## Supplied records
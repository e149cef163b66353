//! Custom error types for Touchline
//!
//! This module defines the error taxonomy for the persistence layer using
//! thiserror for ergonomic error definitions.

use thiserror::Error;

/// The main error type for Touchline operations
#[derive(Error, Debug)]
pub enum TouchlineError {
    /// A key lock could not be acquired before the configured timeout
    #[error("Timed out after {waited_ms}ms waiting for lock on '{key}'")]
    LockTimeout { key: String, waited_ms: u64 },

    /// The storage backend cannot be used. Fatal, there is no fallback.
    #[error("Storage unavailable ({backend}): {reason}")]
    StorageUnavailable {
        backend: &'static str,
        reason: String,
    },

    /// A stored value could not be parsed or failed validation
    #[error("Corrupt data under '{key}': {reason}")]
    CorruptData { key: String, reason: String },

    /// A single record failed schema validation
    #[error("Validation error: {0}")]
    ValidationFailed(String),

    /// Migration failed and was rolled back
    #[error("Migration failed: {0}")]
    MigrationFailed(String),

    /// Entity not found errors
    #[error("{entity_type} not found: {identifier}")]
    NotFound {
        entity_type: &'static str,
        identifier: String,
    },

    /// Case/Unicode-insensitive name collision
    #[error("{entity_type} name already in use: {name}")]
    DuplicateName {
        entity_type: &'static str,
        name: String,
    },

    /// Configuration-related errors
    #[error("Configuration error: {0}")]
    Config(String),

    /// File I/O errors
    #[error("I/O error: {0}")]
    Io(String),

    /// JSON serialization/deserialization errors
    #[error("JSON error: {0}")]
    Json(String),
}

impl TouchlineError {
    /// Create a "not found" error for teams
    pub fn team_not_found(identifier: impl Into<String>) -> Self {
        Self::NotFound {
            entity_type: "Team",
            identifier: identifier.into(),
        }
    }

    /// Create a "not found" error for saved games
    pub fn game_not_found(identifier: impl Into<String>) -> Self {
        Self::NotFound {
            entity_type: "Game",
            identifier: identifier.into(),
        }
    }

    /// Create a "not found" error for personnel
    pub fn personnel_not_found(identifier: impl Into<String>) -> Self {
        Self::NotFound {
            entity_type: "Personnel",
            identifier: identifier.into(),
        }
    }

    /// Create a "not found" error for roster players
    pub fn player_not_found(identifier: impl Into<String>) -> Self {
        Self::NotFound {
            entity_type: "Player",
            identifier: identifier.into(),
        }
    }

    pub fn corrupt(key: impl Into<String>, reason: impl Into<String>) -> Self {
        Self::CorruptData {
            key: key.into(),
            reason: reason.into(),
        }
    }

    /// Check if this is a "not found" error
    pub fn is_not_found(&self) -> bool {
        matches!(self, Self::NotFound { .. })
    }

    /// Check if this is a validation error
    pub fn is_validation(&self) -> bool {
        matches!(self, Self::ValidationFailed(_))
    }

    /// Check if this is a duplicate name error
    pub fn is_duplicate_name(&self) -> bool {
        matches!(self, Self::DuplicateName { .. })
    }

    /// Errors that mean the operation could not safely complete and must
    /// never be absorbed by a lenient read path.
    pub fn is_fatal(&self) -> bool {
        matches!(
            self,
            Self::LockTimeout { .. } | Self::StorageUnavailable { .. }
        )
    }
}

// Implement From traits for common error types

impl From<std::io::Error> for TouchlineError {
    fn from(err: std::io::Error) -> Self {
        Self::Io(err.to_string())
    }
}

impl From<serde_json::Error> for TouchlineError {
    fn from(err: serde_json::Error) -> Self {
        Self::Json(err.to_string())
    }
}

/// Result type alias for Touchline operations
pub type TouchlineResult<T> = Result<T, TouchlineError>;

---

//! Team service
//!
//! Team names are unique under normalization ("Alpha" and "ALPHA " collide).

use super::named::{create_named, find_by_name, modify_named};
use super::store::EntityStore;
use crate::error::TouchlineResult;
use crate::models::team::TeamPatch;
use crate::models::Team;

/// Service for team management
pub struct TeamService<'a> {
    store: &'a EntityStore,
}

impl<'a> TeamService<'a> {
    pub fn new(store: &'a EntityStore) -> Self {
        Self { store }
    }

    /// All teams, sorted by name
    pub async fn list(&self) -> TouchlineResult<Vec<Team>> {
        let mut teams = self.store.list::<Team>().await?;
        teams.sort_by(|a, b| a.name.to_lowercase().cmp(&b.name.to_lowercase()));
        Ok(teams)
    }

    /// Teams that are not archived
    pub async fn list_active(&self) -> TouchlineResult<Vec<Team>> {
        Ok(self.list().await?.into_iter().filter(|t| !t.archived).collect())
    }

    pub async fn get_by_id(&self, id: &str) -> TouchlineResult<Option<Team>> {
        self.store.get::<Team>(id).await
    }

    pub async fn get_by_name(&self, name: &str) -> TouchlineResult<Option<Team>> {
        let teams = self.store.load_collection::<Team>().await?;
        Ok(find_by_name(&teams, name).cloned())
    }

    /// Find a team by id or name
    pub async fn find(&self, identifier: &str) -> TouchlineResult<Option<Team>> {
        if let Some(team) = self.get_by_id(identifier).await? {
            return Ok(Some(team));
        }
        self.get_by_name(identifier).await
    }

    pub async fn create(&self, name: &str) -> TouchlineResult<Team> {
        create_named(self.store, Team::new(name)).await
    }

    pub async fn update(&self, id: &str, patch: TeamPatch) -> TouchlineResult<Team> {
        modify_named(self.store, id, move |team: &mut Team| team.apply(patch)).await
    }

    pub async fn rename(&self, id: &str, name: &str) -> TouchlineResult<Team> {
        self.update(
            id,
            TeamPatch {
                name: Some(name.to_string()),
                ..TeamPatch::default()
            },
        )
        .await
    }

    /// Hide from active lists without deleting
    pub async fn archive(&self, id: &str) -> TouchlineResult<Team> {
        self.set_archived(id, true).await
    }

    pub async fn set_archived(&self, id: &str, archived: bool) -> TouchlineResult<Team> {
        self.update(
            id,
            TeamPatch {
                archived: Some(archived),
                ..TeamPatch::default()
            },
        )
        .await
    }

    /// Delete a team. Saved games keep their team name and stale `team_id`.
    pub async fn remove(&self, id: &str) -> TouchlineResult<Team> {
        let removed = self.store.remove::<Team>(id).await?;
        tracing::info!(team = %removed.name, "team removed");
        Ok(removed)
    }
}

--

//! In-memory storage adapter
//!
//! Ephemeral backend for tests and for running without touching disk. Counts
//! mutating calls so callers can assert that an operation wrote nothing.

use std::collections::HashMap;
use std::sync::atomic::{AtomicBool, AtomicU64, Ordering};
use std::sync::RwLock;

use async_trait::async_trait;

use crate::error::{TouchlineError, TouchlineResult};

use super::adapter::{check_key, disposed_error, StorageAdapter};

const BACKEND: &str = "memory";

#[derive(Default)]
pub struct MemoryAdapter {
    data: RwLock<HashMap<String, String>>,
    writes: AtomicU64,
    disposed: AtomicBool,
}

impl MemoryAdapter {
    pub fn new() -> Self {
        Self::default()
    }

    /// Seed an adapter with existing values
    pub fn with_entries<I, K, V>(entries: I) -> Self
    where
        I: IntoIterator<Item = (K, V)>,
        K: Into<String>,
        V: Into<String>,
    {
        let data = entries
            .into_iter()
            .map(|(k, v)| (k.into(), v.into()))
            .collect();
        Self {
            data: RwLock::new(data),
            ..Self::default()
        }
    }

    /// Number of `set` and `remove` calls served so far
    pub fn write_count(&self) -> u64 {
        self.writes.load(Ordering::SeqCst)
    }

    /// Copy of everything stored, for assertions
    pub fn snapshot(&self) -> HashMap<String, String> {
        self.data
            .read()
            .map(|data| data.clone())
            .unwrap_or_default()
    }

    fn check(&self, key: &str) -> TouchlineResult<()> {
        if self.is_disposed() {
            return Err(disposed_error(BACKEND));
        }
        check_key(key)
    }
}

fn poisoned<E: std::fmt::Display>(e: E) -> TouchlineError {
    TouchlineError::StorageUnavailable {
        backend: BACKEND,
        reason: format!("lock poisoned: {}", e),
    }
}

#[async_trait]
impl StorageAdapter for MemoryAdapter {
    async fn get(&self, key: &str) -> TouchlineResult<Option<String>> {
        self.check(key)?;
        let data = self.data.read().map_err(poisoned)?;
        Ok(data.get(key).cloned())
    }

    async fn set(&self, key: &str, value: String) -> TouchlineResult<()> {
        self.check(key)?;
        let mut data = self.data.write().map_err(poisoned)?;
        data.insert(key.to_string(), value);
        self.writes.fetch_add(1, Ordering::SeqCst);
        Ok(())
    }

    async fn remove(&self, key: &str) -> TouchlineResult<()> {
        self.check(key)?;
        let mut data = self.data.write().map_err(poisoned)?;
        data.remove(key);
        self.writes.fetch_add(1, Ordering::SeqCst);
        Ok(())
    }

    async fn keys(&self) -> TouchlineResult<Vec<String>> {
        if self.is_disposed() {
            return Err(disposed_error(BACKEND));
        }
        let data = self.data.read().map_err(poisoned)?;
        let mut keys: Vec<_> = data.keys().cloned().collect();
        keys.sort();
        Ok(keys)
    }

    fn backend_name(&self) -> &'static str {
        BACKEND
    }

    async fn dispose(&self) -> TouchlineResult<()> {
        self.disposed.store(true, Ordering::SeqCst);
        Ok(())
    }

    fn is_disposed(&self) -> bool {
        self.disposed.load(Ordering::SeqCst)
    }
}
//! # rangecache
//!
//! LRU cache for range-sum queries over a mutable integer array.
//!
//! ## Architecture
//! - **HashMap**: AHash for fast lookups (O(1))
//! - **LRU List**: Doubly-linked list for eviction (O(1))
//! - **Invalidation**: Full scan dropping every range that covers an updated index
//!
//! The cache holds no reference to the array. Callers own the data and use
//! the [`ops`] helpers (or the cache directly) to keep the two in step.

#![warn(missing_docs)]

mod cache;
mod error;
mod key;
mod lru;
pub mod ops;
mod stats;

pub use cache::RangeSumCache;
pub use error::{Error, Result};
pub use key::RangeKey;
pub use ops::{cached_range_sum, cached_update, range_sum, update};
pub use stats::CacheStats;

## What this task involves
Among the entries, find each line that includes the string "without" and copy it.

## Exercise answer
    /// Hide from active lists without deleting
//! Ephemeral backend for tests and for running without touching disk. Counts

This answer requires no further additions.